一方、私も無縁死の共同研究で勉強している時に、私たちの見ている孤立死は、まだ恵まれているのだと感じました。真に孤立している人は、地域包括とか行政の介入も拒むこともあり、あるいは見つけられもせずに無縁仏となっていき、行政に骨を引き取られる。

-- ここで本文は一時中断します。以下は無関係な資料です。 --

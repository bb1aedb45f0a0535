//! The payment saga.
//!
//! Pays an amount first from the account balance and the remainder by
//! credit card. The process definition decides the order of steps; this
//! type only holds the state, builds the messages the steps ask for and
//! applies the account summary response.

use serde_json::Value;
use tracing::debug;

use super::messages::*;
use super::policy::PaymentSettings;
use crate::error::SagaError;
use crate::registry::{MessageFactoryRegistry, ResponseHandlerRegistry};
use crate::saga::{DomainEvent, Saga, SagaDefinition, SagaState};
use crate::workflow::Variables;

#[derive(Debug, Clone, PartialEq)]
pub struct PaymentSaga {
    payment_id: PaymentId,
    account_id: AccountId,
    payment_amount: f64,
    credit_available: f64,
    amount_withdrawn: f64,
    credit_card_expired: bool,
}

impl PaymentSaga {
    pub fn payment_id(&self) -> &PaymentId {
        &self.payment_id
    }

    pub fn account_id(&self) -> &AccountId {
        &self.account_id
    }

    pub fn payment_amount(&self) -> f64 {
        self.payment_amount
    }

    /// Account balance reported by the last account summary.
    pub fn credit_available(&self) -> f64 {
        self.credit_available
    }

    /// Part of the payment taken from the account balance.
    pub fn amount_withdrawn(&self) -> f64 {
        self.amount_withdrawn
    }

    /// Part of the payment left for the credit card.
    pub fn amount_outstanding(&self) -> f64 {
        self.payment_amount - self.amount_withdrawn
    }

    pub fn credit_card_expired(&self) -> bool {
        self.credit_card_expired
    }

    fn apply_account_summary(&mut self, summary: AccountSummary) {
        self.credit_available = summary.balance;
        self.amount_withdrawn = summary.balance.min(self.payment_amount);
        debug!(
            account_id = %self.account_id,
            balance = summary.balance,
            amount_withdrawn = self.amount_withdrawn,
            "account summary applied"
        );
    }
}

impl SagaState for PaymentSaga {
    fn variables(&self) -> Variables {
        let mut variables = Variables::new();
        variables.insert(
            "creditAvailable".into(),
            Value::Bool(self.credit_available > 0.0),
        );
        variables.insert(
            "creditFullyCovering".into(),
            Value::Bool(self.credit_available >= self.payment_amount),
        );
        variables
    }
}

impl Saga for PaymentSaga {
    type Event = PaymentEvent;
    type Settings = PaymentSettings;

    fn definition() -> SagaDefinition<Self> {
        let factories = MessageFactoryRegistry::new()
            .query::<DocumentAccountSummary, AccountSummary, _>(|s: &PaymentSaga| {
                DocumentAccountSummary {
                    account_id: s.account_id.clone(),
                }
            })
            .command(|s: &PaymentSaga| ChargeCreditCard {
                account_id: s.account_id.clone(),
                amount: s.amount_outstanding(),
                card_expired: s.credit_card_expired,
            })
            .command(|s: &PaymentSaga| WithdrawAmount {
                account_id: s.account_id.clone(),
                amount: s.amount_withdrawn,
            })
            .command(|s: &PaymentSaga| CreditAmount {
                account_id: s.account_id.clone(),
                amount: s.amount_withdrawn,
            })
            .event(|s: &PaymentSaga| PaymentReceived {
                payment_id: s.payment_id.clone(),
                account_id: s.account_id.clone(),
                amount: s.payment_amount,
            })
            .event(|s: &PaymentSaga| PaymentNotReceived {
                payment_id: s.payment_id.clone(),
                account_id: s.account_id.clone(),
                amount: s.amount_outstanding(),
            })
            .event(|s: &PaymentSaga| PaymentFullyCoveredByAccount {
                payment_id: s.payment_id.clone(),
                account_id: s.account_id.clone(),
                amount: s.amount_withdrawn,
            })
            .event(|s: &PaymentSaga| PaymentPartlyCoveredByAccount {
                payment_id: s.payment_id.clone(),
                account_id: s.account_id.clone(),
                amount: s.amount_withdrawn,
            })
            .event(|s: &PaymentSaga| UpdateCreditCardReminded {
                account_id: s.account_id.clone(),
            });

        let responses = ResponseHandlerRegistry::new()
            .on(|s: &mut PaymentSaga, summary: AccountSummary| s.apply_account_summary(summary));

        SagaDefinition::new("PaymentSaga", factories, responses)
    }

    fn start(event: &PaymentEvent, settings: &PaymentSettings) -> Result<Self, SagaError> {
        match event {
            PaymentEvent::PaymentCreated(created) => {
                debug!(?created, "payment created");
                Ok(Self {
                    payment_id: created.payment_id.clone(),
                    account_id: created.account_id.clone(),
                    payment_amount: created.amount,
                    credit_available: 0.0,
                    amount_withdrawn: 0.0,
                    credit_card_expired: settings.card_expiry.is_expired(&created.account_id),
                })
            }
            other => Err(SagaError::NotAStartEvent {
                event_type: other.event_type().to_string(),
            }),
        }
    }

    fn on(&mut self, event: &PaymentEvent) {
        match event {
            PaymentEvent::CreditCardDetailsUpdated(updated) => {
                debug!(?updated, "credit card details updated");
                self.credit_card_expired = false;
            }
            PaymentEvent::PaymentReceived(received) => {
                debug!(?received, "payment received");
            }
            // Creation-time fields never change after start.
            PaymentEvent::PaymentCreated(_) => {}
        }
    }
}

私たちが関わる人たちは、どんなに孤立しているように見えても、「お骨ぐらいはお墓に入れてあげる」と言ってくれる遠い親族が出てきたり、誰かが助けてくれることが多いのです。同じ「孤立」という言葉であっても、様々な位相があって、自分に見えているものはごく一部だなと感じます。

様々な死の迎え方

戸松 ご家族であっても、お骨の引き取りはしたくないという方もいます。すると、家族って何だろうなと。例えば山谷のホームレスの人たちは、「ひとさじの会」の吉水岳彦さんが寺院に共同墓をつくり、無償でお墓に受け入れている。するとそこには、ホームレスの仲間たちが皆お参りに来るのです。

例えば塾の出身者で、家族がいなくなったりしても、同期のお仲間とか三田会の人たちで、「最後に墓も一緒に入るから、葬儀のときは連絡し合おうよ」と言ったりしている。正本乗光さんという仏教青年会をやっていた人が、最後の出棺の時、遺言で「若き血」を歌えと言われて、私たちは歌いました。「それもいいな」と思いました。やはり新しい形のコミュニティで送ってもいいし、家族がいなくたって寂しくないかもしれません。

堀江 「一人で死期を待ち、誰の世話も受けずにいたい」という人が、5年前は36.3%だったのが42.1%に上がっていて、「死ぬときは誰かにそばにいてほしい」は64.8%なのですね。だから4対6ぐらいで拮抗している状態なのです。

辻井 それも自分で選択して、家族に迷惑をかけたくないのでそうしたいという人もいれば、そもそも家族に頼れないみたいな人もその統計の中には含まれているのではないかと思います。

澤井 その結果、一人残されて、何日もそのままで発見されないみたいな場合がありますね。

堀江 ところが、「誰からも発見されず遺体が腐乱するのは嫌だ」というのは81.6%なのです。

澤井 ちょっと難しいところですね。

堀江 難しいですね。上野千鶴子さんは、ふだんから連絡を密に取り、生存確認をし合える仲間がいて、それで腐る前に発見してもらえるようにするのがいいという孤独死を勧めているのですけれど。

澤井 そういう終身サポートというか、見守りも含めたサポートをしている業者さんも増えてきているようですね。